一方、損害賠償や懲戒解雇の話まで出てきた場合は弁護士の領域です(弁護士法72条)。損害賠償の見通しは 損害賠償を請求されることはあるか にまとめました。解雇の扱いは 懲戒解雇になるか をご覧ください。
公的な相談窓口も使える
費用をかけずに相談したい場合、公的な窓口があります。厚生労働省の総合労働相談コーナーのご案内に説明があります。対象は解雇や雇止めだけではありません。配置転換、賃金の引下げ、いじめ・嫌がらせなどあらゆる分野の労働問題が入ります。予約不要・無料で、専門の相談員が面談または電話で対応するとされています。個別労働関係紛争の解決の促進に関する法律にもとづき、「助言・指導」や「あっせん」の案内も行われます。
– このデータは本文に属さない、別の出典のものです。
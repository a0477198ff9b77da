use actix_web::{HttpRequest, HttpResponse, Result as ActixResult};

use super::ClassroomService;
use crate::models::{
    ApiResponse, ErrorCode,
    classrooms::requests::{AvailableClassroomParams, ClassroomListParams},
};
use crate::services::schedules::slot_error;
use crate::services::{bad_request, internal_error, not_found};
use crate::utils::timetable::TimeSlot;

pub async fn list_classrooms(
    service: &ClassroomService,
    query: ClassroomListParams,
    request: &HttpRequest,
) -> ActixResult<HttpResponse> {
    let storage = service.get_storage(request)?;

    match storage.list_classrooms_with_pagination(query).await {
        Ok(response) => Ok(HttpResponse::Ok().json(ApiResponse::success(response, "获取教室列表成功"))),
        Err(e) => Ok(internal_error("获取教室列表失败", e)),
    }
}

pub async fn list_all_classrooms(
    service: &ClassroomService,
    request: &HttpRequest,
) -> ActixResult<HttpResponse> {
    let storage = service.get_storage(request)?;

    match storage.list_all_classrooms().await {
        Ok(rooms) => Ok(HttpResponse::Ok().json(ApiResponse::success(rooms, "获取教室列表成功"))),
        Err(e) => Ok(internal_error("获取教室列表失败", e)),
    }
}

pub async fn list_available(
    service: &ClassroomService,
    query: AvailableClassroomParams,
    request: &HttpRequest,
) -> ActixResult<HttpResponse> {
    let Ok(day) = i32::try_from(query.day_of_week) else {
        return Ok(bad_request(ErrorCode::ScheduleInvalidTime, "星期取值无效"));
    };
    let slot = match TimeSlot::parse(day, &query.start_time, &query.end_time, &query.weeks) {
        Ok(slot) => slot,
        Err(e) => return Ok(slot_error(e)),
    };

    let storage = service.get_storage(request)?;
    match storage
        .list_available_classrooms(
            slot,
            query.semester.filter(|s| !s.trim().is_empty()),
            query.min_capacity,
            query.room_type.map(|t| t.to_string()),
        )
        .await
    {
        Ok(rooms) => Ok(HttpResponse::Ok().json(ApiResponse::success(rooms, "获取空闲教室成功"))),
        Err(e) => Ok(internal_error("获取空闲教室失败", e)),
    }
}

pub async fn get_classroom(
    service: &ClassroomService,
    classroom_id: i64,
    request: &HttpRequest,
) -> ActixResult<HttpResponse> {
    let storage = service.get_storage(request)?;

    match storage.get_classroom_by_id(classroom_id).await {
        Ok(Some(room)) => Ok(HttpResponse::Ok().json(ApiResponse::success(room, "获取教室成功"))),
        Ok(None) => Ok(not_found(ErrorCode::ClassroomNotFound, "教室不存在")),
        Err(e) => Ok(internal_error("获取教室失败", e)),
    }
}
//! 排课实体

use sea_orm::entity::prelude::*;

use super::to_datetime;

#[derive(Clone, Debug, PartialEq, DeriveEntityModel)]
#[sea_orm(table_name = "schedules")]
pub struct Model {
    #[sea_orm(primary_key)]
    pub id: i64,
    pub offering_id: i64,
    pub classroom_id: i64,
    pub day_of_week: i32,
    pub start_time: String,
    pub end_time: String,
    pub weeks: String,
    pub created_at: i64,
    pub updated_at: i64,
}

#[derive(Copy, Clone, Debug, EnumIter, DeriveRelation)]
pub enum Relation {
    #[sea_orm(
        belongs_to = "super::course_offerings::Entity",
        from = "Column::OfferingId",
        to = "super::course_offerings::Column::Id",
        on_delete = "Cascade"
    )]
    Offering,
    #[sea_orm(
        belongs_to = "super::classrooms::Entity",
        from = "Column::ClassroomId",
        to = "super::classrooms::Column::Id",
        on_delete = "Restrict"
    )]
    Classroom,
}

impl Related<super::course_offerings::Entity> for Entity {
    fn to() -> RelationDef {
        Relation::Offering.def()
    }
}

impl Related<super::classrooms::Entity> for Entity {
    fn to() -> RelationDef {
        Relation::Classroom.def()
    }
}

impl ActiveModelBehavior for ActiveModel {}

impl Model {
    pub fn into_schedule(self) -> crate::models::schedules::entities::Schedule {
        crate::models::schedules::entities::Schedule {
            id: self.id,
            offering_id: self.offering_id,
            classroom_id: self.classroom_id,
            day_of_week: self.day_of_week,
            start_time: self.start_time,
            end_time: self.end_time,
            weeks: self.weeks,
            created_at: to_datetime(self.created_at),
            updated_at: to_datetime(self.updated_at),
        }
    }
}
use actix_web::{HttpRequest, HttpResponse, Result as ActixResult};

use super::EnrollmentService;
use crate::models::{ApiResponse, ErrorCode, enrollments::requests::EnrollmentListParams};
use crate::services::students::access::own_student;
use crate::services::{current_user, internal_error, not_found};

pub async fn list_enrollments(
    service: &EnrollmentService,
    query: EnrollmentListParams,
    request: &HttpRequest,
) -> ActixResult<HttpResponse> {
    let storage = service.get_storage(request)?;

    match storage.list_enrollments_with_pagination(query).await {
        Ok(response) => Ok(HttpResponse::Ok().json(ApiResponse::success(response, "获取选课列表成功"))),
        Err(e) => Ok(internal_error("获取选课列表失败", e)),
    }
}

pub async fn my_enrollments(
    service: &EnrollmentService,
    mut query: EnrollmentListParams,
    request: &HttpRequest,
) -> ActixResult<HttpResponse> {
    let principal = current_user(request)?;
    let storage = service.get_storage(request)?;

    let Some(student) = own_student(&storage, &principal).await? else {
        return Ok(not_found(ErrorCode::ProfileNotBound, "当前用户未绑定学生档案"));
    };
    query.student_id = Some(student.student.id);

    match storage.list_enrollments_with_pagination(query).await {
        Ok(response) => Ok(HttpResponse::Ok().json(ApiResponse::success(response, "获取我的选课成功"))),
        Err(e) => Ok(internal_error("获取我的选课失败", e)),
    }
}
use actix_web::{HttpRequest, HttpResponse, Result as ActixResult};
use tracing::info;

use super::TeacherService;
use crate::models::{
    ApiResponse, ErrorCode,
    teachers::requests::{CreateTeacherRequest, UpdateTeacherRequest},
};
use crate::services::{bad_request, not_found, reference_error, storage_error};
use crate::utils::validate::{validate_code, validate_text};

const REFERENCES: &[(&str, ErrorCode)] = &[
    ("用户", ErrorCode::UserNotFound),
    ("部门", ErrorCode::DepartmentNotFound),
];

fn check_fields(teacher_no: Option<&str>, title: Option<&str>) -> Result<(), String> {
    if let Some(no) = teacher_no {
        validate_code("工号", no, 2)?;
    }
    if let Some(title) = title {
        validate_text("职称", title, 1, 50)?;
    }
    Ok(())
}

pub async fn create_teacher(
    service: &TeacherService,
    mut teacher: CreateTeacherRequest,
    request: &HttpRequest,
) -> ActixResult<HttpResponse> {
    teacher.teacher_no = teacher.teacher_no.trim().to_string();
    if let Err(msg) = check_fields(Some(&teacher.teacher_no), teacher.title.as_deref()) {
        return Ok(bad_request(ErrorCode::ValidationFailed, msg));
    }

    let storage = service.get_storage(request)?;
    match storage.create_teacher(teacher).await {
        Ok(teacher) => {
            info!("创建教师档案 {} (用户 {})", teacher.teacher_no, teacher.user_id);
            Ok(HttpResponse::Created().json(ApiResponse::success(teacher, "教师创建成功")))
        }
        Err(e) => Ok(reference_error(
            e,
            REFERENCES,
            ErrorCode::TeacherAlreadyExists,
            "创建教师失败",
        )),
    }
}

pub async fn update_teacher(
    service: &TeacherService,
    teacher_id: i64,
    update: UpdateTeacherRequest,
    request: &HttpRequest,
) -> ActixResult<HttpResponse> {
    if let Err(msg) = check_fields(update.teacher_no.as_deref(), update.title.as_deref()) {
        return Ok(bad_request(ErrorCode::ValidationFailed, msg));
    }

    let storage = service.get_storage(request)?;
    match storage.update_teacher(teacher_id, update).await {
        Ok(Some(teacher)) => Ok(HttpResponse::Ok().json(ApiResponse::success(teacher, "教师更新成功"))),
        Ok(None) => Ok(not_found(ErrorCode::TeacherNotFound, "教师不存在")),
        Err(e) => Ok(reference_error(
            e,
            REFERENCES,
            ErrorCode::TeacherAlreadyExists,
            "更新教师失败",
        )),
    }
}

/// 仍有开课时拒绝删除
pub async fn delete_teacher(
    service: &TeacherService,
    teacher_id: i64,
    request: &HttpRequest,
) -> ActixResult<HttpResponse> {
    let storage = service.get_storage(request)?;

    match storage.delete_teacher(teacher_id).await {
        Ok(true) => Ok(HttpResponse::Ok().json(ApiResponse::success_empty("教师删除成功"))),
        Ok(false) => Ok(not_found(ErrorCode::TeacherNotFound, "教师不存在")),
        Err(e) => Ok(storage_error(
            e,
            ErrorCode::TeacherNotFound,
            ErrorCode::Conflict,
            "删除教师失败",
        )),
    }
}
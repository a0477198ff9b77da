use crate::models::common::PaginationQuery;
use serde::Deserialize;

#[derive(Debug, Clone, Deserialize)]
pub struct PermissionListParams {
    #[serde(flatten)]
    pub pagination: PaginationQuery,
    pub module: Option<String>,
    pub search: Option<String>,
}
pub mod login;
pub mod logout;
pub mod profile;
pub mod token;

use actix_web::{HttpRequest, HttpResponse, Result as ActixResult};

use crate::models::auth::{ChangePasswordRequest, LoginRequest};

define_service!(
    /// 登录、令牌刷新与当前用户信息
    AuthService
);

impl AuthService {
    // 登录
    pub async fn login(
        &self,
        login_request: LoginRequest,
        request: &HttpRequest,
    ) -> ActixResult<HttpResponse> {
        login::handle_login(self, login_request, request).await
    }

    // 登出
    pub async fn logout(&self, request: &HttpRequest) -> ActixResult<HttpResponse> {
        logout::handle_logout(request).await
    }

    // 刷新 access token
    pub async fn refresh_token(&self, request: &HttpRequest) -> ActixResult<HttpResponse> {
        token::handle_refresh_token(self, request).await
    }

    // 当前用户资料
    pub async fn profile(&self, request: &HttpRequest) -> ActixResult<HttpResponse> {
        profile::handle_profile(self, request).await
    }

    // 修改本人密码
    pub async fn change_password(
        &self,
        change: ChangePasswordRequest,
        request: &HttpRequest,
    ) -> ActixResult<HttpResponse> {
        profile::handle_change_password(self, change, request).await
    }

    // 按权限过滤的菜单
    pub async fn menus(&self, request: &HttpRequest) -> ActixResult<HttpResponse> {
        profile::handle_menus(request).await
    }
}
ただし、窓口が会社に対してあなたの代理人として交渉してくれるわけではありません。 位置づけの違いは 労働基準監督署に相談すれば辞められる? で整理しています。
条文が示すことと、交渉できる相手
- 民法627条1項は「解約の申入れ」と書き、効果を期間の経過に結びつけている。承諾を得る「申請」という組み立てにはなっていない
- 意思表示は到達で効力を生じる(97条1項)。受け取りを避けられた場合の定めも同条2項にある
- 膠着した時に必要なのは説得ではなく日付。627条の2週間と就業規則の予告日数を並べて持っておく
- 交渉できるのは労働組合(労組法6条)と弁護士。民間企業タイプは伝達までにとどまる
- 無料で相談できる公的窓口として総合労働相談コーナーがある(代理人にはならない)
「認めない」と言われても、こちらが持つべきものは反論の言葉ではなく、届いた意思表示と日付です。そこを固めてから、交渉できる相手を選んでください。
退職後の給付金(失業給付)について
こじれた退職のあと、給付を当てにする人もいるかもしれませんが、注意が必要です。失業給付(雇用保険の基本手当)の申請は、退職後にご本人がハローワークで行う手続きで、退職代行が代理申請することはできません。 受給の可否・金額・時期は、加入期間や離職理由などご自身の事情で変わります。